This is the hands-on segment of the multi-omics analysis tutorial. The data analyzed below are described in Lloyd-Price et al Nature Microbiology, 2019. Please visit the Setup page for some initial steps to complete prior to the tutorial.
What is the overall landscape of our dataset?
Typically, you would start the analysis of a new dataset (after data cleaning and QC) with some initial descriptive analyses to summarize the overall trends in the data across all features (taxa/genes/metabolites). The tools most commonly used for this task are similar to those you’ve already seen in Jordan’s previous session on 16S rRNA sequencing: dimensional reduction and ordination (PCA/PCoA/NMDS), visualization of feature abundances across samples (heatmaps, line plots, etc.), and statistical modeling to assess which features are differentially abundant between experimental groups. In the interest of time, we won’t work through these analyses together, but you can ordination plots based on microbiome taxa (PCoA, Bray-Curtis dissimilarity) and metabolite features (PCA) below. Some additional questions and suggestions for performing these analyses are included at the end of the document if you want to continue to explore this dataset.
library(tidyverse)
library(tidymodels)
library(vegan)
library(ape)
## Import metadata
metadata_cinc <- read_tsv("data/subject_metadata_Cincinnati.tsv") %>% filter(data_type == "metabolomics") %>% mutate(diagnosis = factor(diagnosis, levels = c("nonIBD", "UC", "CD")))
metadata_mgh <- read_tsv("data/subject_metadata_MGH.tsv") %>% filter(data_type == "metabolomics") %>% mutate(diagnosis = factor(diagnosis, levels = c("nonIBD", "UC", "CD")))
## Import metabolite data
metabolites_cinc <- read_tsv("data/metabolite_profile_Cincinnati.tsv") %>%
rename_with( ~ gsub("_\\(.*", "", gsub(" |\\/", "_", .x))) %>%
pivot_longer(names_to = "SampleID", cols = contains("HSM")) %>%
left_join(select(metadata_cinc, SampleID, SubjectID, diagnosis), by = "SampleID") %>%
mutate(value_zeros = ifelse(is.na(value), 0, value))

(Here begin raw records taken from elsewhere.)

// crates/session-check-cli/src/report.rs
// ============================================================================
// Module: Validation Report Rendering
// Description: Text and JSON renderings of a validation log.
// Purpose: Keep the CLI output format and exit policy in one place.
// Dependencies: serde_json, session-check-core
// ============================================================================

//! ## Overview
//! Text reports print one `level: path: message` line per diagnostic followed
//! by a summary line. JSON reports print the serialized diagnostic list.

// ============================================================================
// SECTION: Imports
// ============================================================================

use session_check_core::ValidationLog;

use crate::t;

// ============================================================================
// SECTION: Outcome
// ============================================================================

/// Whether a validated document passes under the configured policy.
#[derive(Debug, Clone, Copy, PartialEq, Eq)]
pub enum Outcome {
    /// No errors, and no warnings when warnings fail the run.
    Passed,
    /// The document is rejected.
    Failed,
}

/// Classifies a log; warnings count only when `fail_on_warnings` is set.
#[must_use]
pub fn outcome(log: &ValidationLog, fail_on_warnings: bool) -> Outcome {
    if log.has_errors() || (fail_on_warnings && log.has_warnings()) {
        Outcome::Failed
    } else {
        Outcome::Passed
    }
}

// ============================================================================
// SECTION: Rendering
// ============================================================================

/// Renders the text report lines, summary last.
#[must_use]
pub fn render_text(log: &ValidationLog) -> Vec<String> {
    let mut lines: Vec<String> = log.iter().map(ToString::to_string).collect();
    lines.push(t!("report.summary", errors = log.error_count(), warnings = log.warning_count()));
    lines
}

/// Renders the JSON report.
///
/// # Errors
///
/// Returns [`serde_json::Error`] when serialization fails.
pub fn render_json(log: &ValidationLog) -> Result<String, serde_json::Error> {
    serde_json::to_string_pretty(log)
}

// ============================================================================
// SECTION: Tests
// ============================================================================

#[cfg(test)]
mod tests {
    #![allow(
        clippy::panic,
        clippy::unwrap_used,
        clippy::expect_used,
        reason = "Test fixtures use explicit asserts and unwraps for clarity."
    )]

    use session_check_core::Severity;

    use super::*;

    fn warning_only() -> ValidationLog {
        let mut log = ValidationLog::new();
        log.add(vec!["settings".into()], "Unknown Fields: ['colour']", Severity::Warning);
        log
    }

    #[test]
    fn warnings_pass_unless_configured_to_fail() {
        let log = warning_only();
        assert_eq!(outcome(&log, false), Outcome::Passed);
        assert_eq!(outcome(&log, true), Outcome::Failed);
    }

    #[test]
    fn errors_always_fail() {
        let mut log = ValidationLog::new();
        log.add(Vec::new(), "bad", Severity::Error);
        assert_eq!(outcome(&log, false), Outcome::Failed);
    }

    #[test]
    fn empty_log_passes() {
        assert_eq!(outcome(&ValidationLog::new(), true), Outcome::Passed);
    }

    #[test]
    fn text_report_ends_with_summary() {
        let lines = render_text(&warning_only());
        assert_eq!(
            lines,
            ["warning: settings: Unknown Fields: ['colour']", "0 error(s), 1 warning(s)"]
        );
    }

    #[test]
    fn json_report_is_the_diagnostic_list() {
        let rendered = render_json(&warning_only()).unwrap();
        let value: serde_json::Value = serde_json::from_str(&rendered).unwrap();
        assert_eq!(
            value,
            serde_json::json!([{
                "path": ["settings"],
                "message": "Unknown Fields: ['colour']",
                "level": "warning"
            }])
        );
    }
}
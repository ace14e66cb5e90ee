// crates/session-check-api/src/pages.rs
// ============================================================================
// Module: Page Contracts
// Description: Contracts for `pages`, `pages.data.*`, and page layout items.
// Purpose: Validate dashboard pages and the charts and maps they reference.
// Dependencies: session-check-core
// ============================================================================

//! ## Overview
//! A page is a sequence of layout items. Each item points at something
//! declared elsewhere in the document: a map id, global output prop ids, or
//! a grouped output data set with its stats, groupings, and levels. Pages
//! are validated after maps, global outputs, and grouped outputs so every
//! referenced id set is already in the context; the references are expressed
//! as accepted values and checked by the engine.

// ============================================================================
// SECTION: Imports
// ============================================================================

use session_check_core::Context;
use session_check_core::Contract;
use session_check_core::ContractShape;
use session_check_core::NestedFailure;
use session_check_core::Node;
use session_check_core::PathTracker;
use session_check_core::SpecError;
use session_check_core::checks::selection_of;
use session_check_core::dispatch_child;
use session_check_core::kinds;
use session_check_core::validate_sequence;

use crate::keys;

// ============================================================================
// SECTION: Accepted Values
// ============================================================================

/// Layout item types.
pub const PAGE_LAYOUT_TYPES: [&str; 3] = ["map", "globalOutput", "groupedOutput"];

// ============================================================================
// SECTION: Pages
// ============================================================================

/// Contract for `pages`.
pub static PAGES: Contract = Contract::new("pages", resolve_pages).with_nested(pages_nested);

/// Contract for `pages.data.*`.
pub static PAGE: Contract = Contract::new("pages_data", resolve_page).with_nested(page_nested);

/// Contract for `pages.data.*.pageLayout.*`.
pub static PAGE_LAYOUT_ITEM: Contract = Contract::new("pages_data_pageLayout", resolve_layout_item);

/// Page container fields; `currentPage` must name a declared page.
fn resolve_pages(node: &Node<'_>, _ctx: &Context) -> Result<ContractShape, SpecError> {
    Ok(ContractShape::new()
        .optional("currentPage", kinds::STRING)
        .optional("data", kinds::MAPPING)
        .accepted("currentPage", node.child_keys("data")))
}

/// Dispatches every page.
fn pages_nested(
    node: &Node<'_>,
    tracker: &mut PathTracker<'_>,
    ctx: &Context,
) -> Result<(), NestedFailure> {
    dispatch_child(node, "data", &PAGE, tracker, ctx);
    Ok(())
}

/// Fields of one page.
fn resolve_page(_node: &Node<'_>, _ctx: &Context) -> Result<ContractShape, SpecError> {
    Ok(ContractShape::new()
        .required("pageLayout", kinds::SEQUENCE)
        .optional("lockedLayout", kinds::BOOLEAN))
}

/// Validates each layout item by position.
fn page_nested(
    node: &Node<'_>,
    tracker: &mut PathTracker<'_>,
    ctx: &Context,
) -> Result<(), NestedFailure> {
    if let Some(items) = node.sequence("pageLayout")? {
        validate_sequence(items, &PAGE_LAYOUT_ITEM, &mut tracker.nested("pageLayout"), ctx);
    }
    Ok(())
}

// ============================================================================
// SECTION: Layout Items
// ============================================================================

/// Decision table for one layout item, with references as accepted values.
fn resolve_layout_item(node: &Node<'_>, ctx: &Context) -> Result<ContractShape, SpecError> {
    let shape = ContractShape::new()
        .required("type", kinds::STRING)
        .optional("variant", kinds::STRING)
        .optional("showToolbar", kinds::BOOLEAN)
        .optional("maximized", kinds::BOOLEAN)
        .accepted("type", PAGE_LAYOUT_TYPES);
    let shape = match node.str("type") {
        Some("map") => shape
            .required("mapId", kinds::STRING)
            .accepted("mapId", ctx.ids(keys::VALID_MAP_IDS).to_vec()),
        Some("globalOutput") => shape
            .required("globalOutputId", kinds::STRING_OR_SEQUENCE)
            .accepted("globalOutputId", ctx.ids(keys::VALID_GLOBAL_OUTPUT_IDS).to_vec()),
        Some("groupedOutput") => grouped_output_item(node, ctx, shape),
        _ => shape,
    };
    Ok(shape)
}

/// Extends `shape` with the grouped output references of one item.
///
/// Stats and groupings are scoped to the selected data set, and levels to
/// the selected groupings.
fn grouped_output_item(node: &Node<'_>, ctx: &Context, shape: ContractShape) -> ContractShape {
    let data_ids: Vec<String> = ctx
        .id_map(keys::GROUPED_STAT_IDS)
        .map(|stats| stats.keys().cloned().collect())
        .unwrap_or_default();
    let data_id = node.str("groupedOutputDataId").unwrap_or_default();
    let groupings = node.get("groupingId").and_then(selection_of).unwrap_or_default();
    let mut levels: Vec<String> = Vec::new();
    for grouping in &groupings {
        for level in ctx.ids_for(keys::GROUPED_LEVEL_IDS, grouping) {
            if !levels.contains(level) {
                levels.push(level.clone());
            }
        }
    }
    shape
        .required("groupedOutputDataId", kinds::STRING)
        .required("statId", kinds::STRING_OR_SEQUENCE)
        .optional("groupingId", kinds::STRING_OR_SEQUENCE)
        .optional("groupingLevel", kinds::STRING_OR_SEQUENCE)
        .optional("chartType", kinds::STRING)
        .accepted("groupedOutputDataId", data_ids)
        .accepted("statId", ctx.ids_for(keys::GROUPED_STAT_IDS, data_id).to_vec())
        .accepted("groupingId", ctx.ids_for(keys::GROUPED_GROUP_IDS, data_id).to_vec())
        .accepted("groupingLevel", levels)
}
// crates/session-check-core/src/diagnostics.rs
// ============================================================================
// Module: Validation Diagnostics
// Description: Path-tagged error and warning entries plus the per-run log.
// Purpose: Accumulate every finding of a validation run in traversal order.
// Dependencies: serde
// ============================================================================

//! ## Overview
//! A validation run owns exactly one [`ValidationLog`]. Every finding is a
//! [`Diagnostic`] carrying the ordered path segments that locate it in the
//! session document, a human-readable message, and a [`Severity`].
//! Entries are never deduplicated; the order of the log is the order of the
//! depth-first traversal, so two runs over the same document produce the same
//! list.

// ============================================================================
// SECTION: Imports
// ============================================================================

use std::fmt;

use serde::Deserialize;
use serde::Serialize;

// ============================================================================
// SECTION: Path Segments
// ============================================================================

/// One step of a document path: a mapping key or a sequence index.
///
/// # Invariants
/// - Serializes untagged, so a path renders as `["pages", "data", "home", 0]`.
#[derive(Debug, Clone, PartialEq, Eq, Hash, PartialOrd, Ord, Serialize, Deserialize)]
#[serde(untagged)]
pub enum PathSegment {
    /// Sequence index.
    Index(usize),
    /// Mapping key.
    Key(String),
}

impl fmt::Display for PathSegment {
    fn fmt(&self, f: &mut fmt::Formatter<'_>) -> fmt::Result {
        match self {
            Self::Key(key) => f.write_str(key),
            Self::Index(index) => write!(f, "[{index}]"),
        }
    }
}

impl From<&str> for PathSegment {
    fn from(value: &str) -> Self {
        Self::Key(value.to_string())
    }
}

impl From<String> for PathSegment {
    fn from(value: String) -> Self {
        Self::Key(value)
    }
}

impl From<&String> for PathSegment {
    fn from(value: &String) -> Self {
        Self::Key(value.clone())
    }
}

impl From<usize> for PathSegment {
    fn from(value: usize) -> Self {
        Self::Index(value)
    }
}

/// Renders a path for humans: keys joined by `.`, indices as `[i]`.
///
/// The empty path renders as `<root>`.
#[must_use]
pub fn render_path(path: &[PathSegment]) -> String {
    if path.is_empty() {
        return "<root>".to_string();
    }
    let mut rendered = String::new();
    for segment in path {
        match segment {
            PathSegment::Key(key) => {
                if !rendered.is_empty() {
                    rendered.push('.');
                }
                rendered.push_str(key);
            }
            PathSegment::Index(index) => {
                rendered.push_str(&format!("[{index}]"));
            }
        }
    }
    rendered
}

// ============================================================================
// SECTION: Diagnostics
// ============================================================================

/// Severity of a diagnostic.
///
/// # Invariants
/// - Only [`Severity::Error`] entries make a document invalid.
#[derive(Debug, Clone, Copy, PartialEq, Eq, Hash, Serialize, Deserialize)]
#[serde(rename_all = "lowercase")]
pub enum Severity {
    /// The document violates its contract.
    Error,
    /// The document carries something suspicious but tolerated.
    Warning,
}

impl Severity {
    /// Returns the stable lowercase label.
    #[must_use]
    pub const fn as_str(self) -> &'static str {
        match self {
            Self::Error => "error",
            Self::Warning => "warning",
        }
    }
}

impl fmt::Display for Severity {
    fn fmt(&self, f: &mut fmt::Formatter<'_>) -> fmt::Result {
        f.write_str(self.as_str())
    }
}

/// One path-tagged finding.
#[derive(Debug, Clone, PartialEq, Eq, Serialize, Deserialize)]
pub struct Diagnostic {
    /// Absolute location inside the session document.
    pub path: Vec<PathSegment>,
    /// Human-readable description.
    pub message: String,
    /// Severity level.
    pub level: Severity,
}

impl Diagnostic {
    /// Returns true for error-level entries.
    #[must_use]
    pub fn is_error(&self) -> bool {
        self.level == Severity::Error
    }

    /// Returns the rendered path (see [`render_path`]).
    #[must_use]
    pub fn path_display(&self) -> String {
        render_path(&self.path)
    }
}

impl fmt::Display for Diagnostic {
    fn fmt(&self, f: &mut fmt::Formatter<'_>) -> fmt::Result {
        write!(f, "{}: {}: {}", self.level, render_path(&self.path), self.message)
    }
}

// ============================================================================
// SECTION: Log Collector
// ============================================================================

/// Accumulator for the diagnostics of a single validation run.
///
/// # Invariants
/// - Append-only; entry order equals insertion order.
/// - Identical entries are kept as separate entries.
#[derive(Debug, Clone, Default, PartialEq, Eq, Serialize, Deserialize)]
#[serde(transparent)]
pub struct ValidationLog {
    /// Entries in traversal order.
    entries: Vec<Diagnostic>,
}

impl ValidationLog {
    /// Creates an empty log.
    #[must_use]
    pub const fn new() -> Self {
        Self {
            entries: Vec::new(),
        }
    }

    /// Appends one entry at an absolute path.
    pub fn add(&mut self, path: Vec<PathSegment>, message: impl Into<String>, level: Severity) {
        self.entries.push(Diagnostic {
            path,
            message: message.into(),
            level,
        });
    }

    /// Returns true when at least one error-level entry exists.
    #[must_use]
    pub fn has_errors(&self) -> bool {
        self.entries.iter().any(Diagnostic::is_error)
    }

    /// Returns true when at least one warning-level entry exists.
    #[must_use]
    pub fn has_warnings(&self) -> bool {
        self.entries.iter().any(|entry| entry.level == Severity::Warning)
    }

    /// Returns every entry in traversal order.
    #[must_use]
    pub fn entries(&self) -> &[Diagnostic] {
        &self.entries
    }

    /// Iterates every entry in traversal order.
    pub fn iter(&self) -> std::slice::Iter<'_, Diagnostic> {
        self.entries.iter()
    }

    /// Iterates error-level entries.
    pub fn errors(&self) -> impl Iterator<Item = &Diagnostic> {
        self.entries.iter().filter(|entry| entry.is_error())
    }

    /// Iterates warning-level entries.
    pub fn warnings(&self) -> impl Iterator<Item = &Diagnostic> {
        self.entries.iter().filter(|entry| entry.level == Severity::Warning)
    }

    /// Number of error-level entries.
    #[must_use]
    pub fn error_count(&self) -> usize {
        self.errors().count()
    }

    /// Number of warning-level entries.
    #[must_use]
    pub fn warning_count(&self) -> usize {
        self.warnings().count()
    }

    /// Total number of entries.
    #[must_use]
    pub fn len(&self) -> usize {
        self.entries.len()
    }

    /// Returns true when nothing was reported.
    #[must_use]
    pub fn is_empty(&self) -> bool {
        self.entries.is_empty()
    }
}

impl<'a> IntoIterator for &'a ValidationLog {
    type Item = &'a Diagnostic;
    type IntoIter = std::slice::Iter<'a, Diagnostic>;

    fn into_iter(self) -> Self::IntoIter {
        self.entries.iter()
    }
}

// ============================================================================
// SECTION: Message Formatting
// ============================================================================

/// Formats values as a quoted list, e.g. `['a', 'b']`.
#[must_use]
pub fn quote_list<S: AsRef<str>>(values: &[S]) -> String {
    let quoted: Vec<String> = values.iter().map(|value| format!("'{}'", value.as_ref())).collect();
    format!("[{}]", quoted.join(", "))
}

/// Formats at most `limit` values followed by an ellipsis marker when longer.
#[must_use]
pub fn preview_list<S: AsRef<str>>(values: &[S], limit: usize) -> String {
    if values.len() <= limit {
        return quote_list(values);
    }
    let mut shown: Vec<&str> = values.iter().take(limit).map(AsRef::as_ref).collect();
    shown.push("...");
    quote_list(&shown)
}
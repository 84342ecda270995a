use std::{
    fs,
    io::Write,
    path::PathBuf,
    process::{Command, Output, Stdio},
};

fn run_bin(args: &[&str], stdin: &str) -> Output {
    let bin = PathBuf::from(env!("CARGO_BIN_EXE_menagerie"));

    let mut child = Command::new(bin)
        .args(args)
        .stdin(Stdio::piped())
        .stdout(Stdio::piped())
        .stderr(Stdio::piped())
        .spawn()
        .expect("failed to execute command");

    child
        .stdin
        .take()
        .expect("failed to open stdin")
        .write_all(stdin.as_bytes())
        .expect("failed to write stdin");

    child.wait_with_output().expect("failed to wait for command")
}

fn to_str(bytes: &[u8]) -> &str {
    std::str::from_utf8(bytes).expect("failed to convert output to string")
}

#[test]
fn quiet_game_is_won() {
    let output = run_bin(&["--name", "Test", "--seed", "7"], &"5\n".repeat(30));
    let stdout_str = to_str(&output.stdout);
    let stderr_str = to_str(&output.stderr);

    assert!(
        output.status.success(),
        "stdout:\n{stdout_str}\nstderr:\n{stderr_str}\n"
    );
    assert!(stdout_str.contains("Welcome to Test!"));
    assert!(stdout_str.contains("--- Day 30 ---"));
    assert!(stdout_str.contains("Congratulations!"));
}

#[test]
fn bad_input_is_asked_again() {
    let output = run_bin(&["--seed", "1"], "  Night   Safari \nhello\n6\n");
    let stdout_str = to_str(&output.stdout);

    assert!(output.status.success());
    assert!(stdout_str.contains("=== Night Safari | day 0 ==="));
    assert!(stdout_str.contains("Please enter a number."));
    assert!(stdout_str.contains("Goodbye!"));
}

#[test]
fn config_file_changes_the_rules() {
    let test_dir = PathBuf::from(env!("CARGO_TARGET_TMPDIR")).join("config_file_changes_the_rules");
    fs::remove_dir_all(&test_dir).ok();
    fs::create_dir_all(&test_dir).expect("failed to create test directory");

    let config_path = test_dir.join("config.toml");
    let config_contents = String::new()
        + "[start]\n"
        + "money = 150\n"
        + "\n"
        + "[rules]\n"
        + "win_day = 3\n";
    fs::write(&config_path, config_contents).expect("failed to write config file");
    let config_str = config_path.to_str().expect("failed to convert path to string");

    let output = run_bin(&["--config", config_str, "--name", "Tiny"], &"5\n".repeat(2));
    let stdout_str = to_str(&output.stdout);
    assert!(output.status.success());
    assert!(stdout_str.contains("Tiny went bankrupt on day 2."), "{stdout_str}");

    fs::write(&config_path, "[rules]\nsickness_prob = 2.0\n").expect("failed to write config file");
    let output = run_bin(&["--config", config_str, "--name", "Tiny"], "");
    assert!(!output.status.success());
    assert!(to_str(&output.stderr).contains("invalid sickness probability"));

    fs::remove_dir_all(&test_dir).ok();
}

#[test]
fn closed_input_fails() {
    let output = run_bin(&["--name", "Test", "--seed", "3"], "1\n");
    assert!(!output.status.success());
    assert!(to_str(&output.stderr).contains("input closed"));
}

metabolites_mgh <- read_tsv("data/metabolite_profile_MGH.tsv") %>%
rename_with( ~ gsub("_\\(.*", "", gsub(" |\\/", "_", .x))) %>%
pivot_longer(names_to = "SampleID", cols = contains("MSM")) %>%
left_join(select(metadata_mgh, SampleID, SubjectID, diagnosis), by = "SampleID") %>%
mutate(value_zeros = ifelse(is.na(value), 0, value))
metabolites_all <- rbind(mutate(metabolites_cinc, study_site = "Cincinnati"), mutate(metabolites_mgh, study_site = "MGH"))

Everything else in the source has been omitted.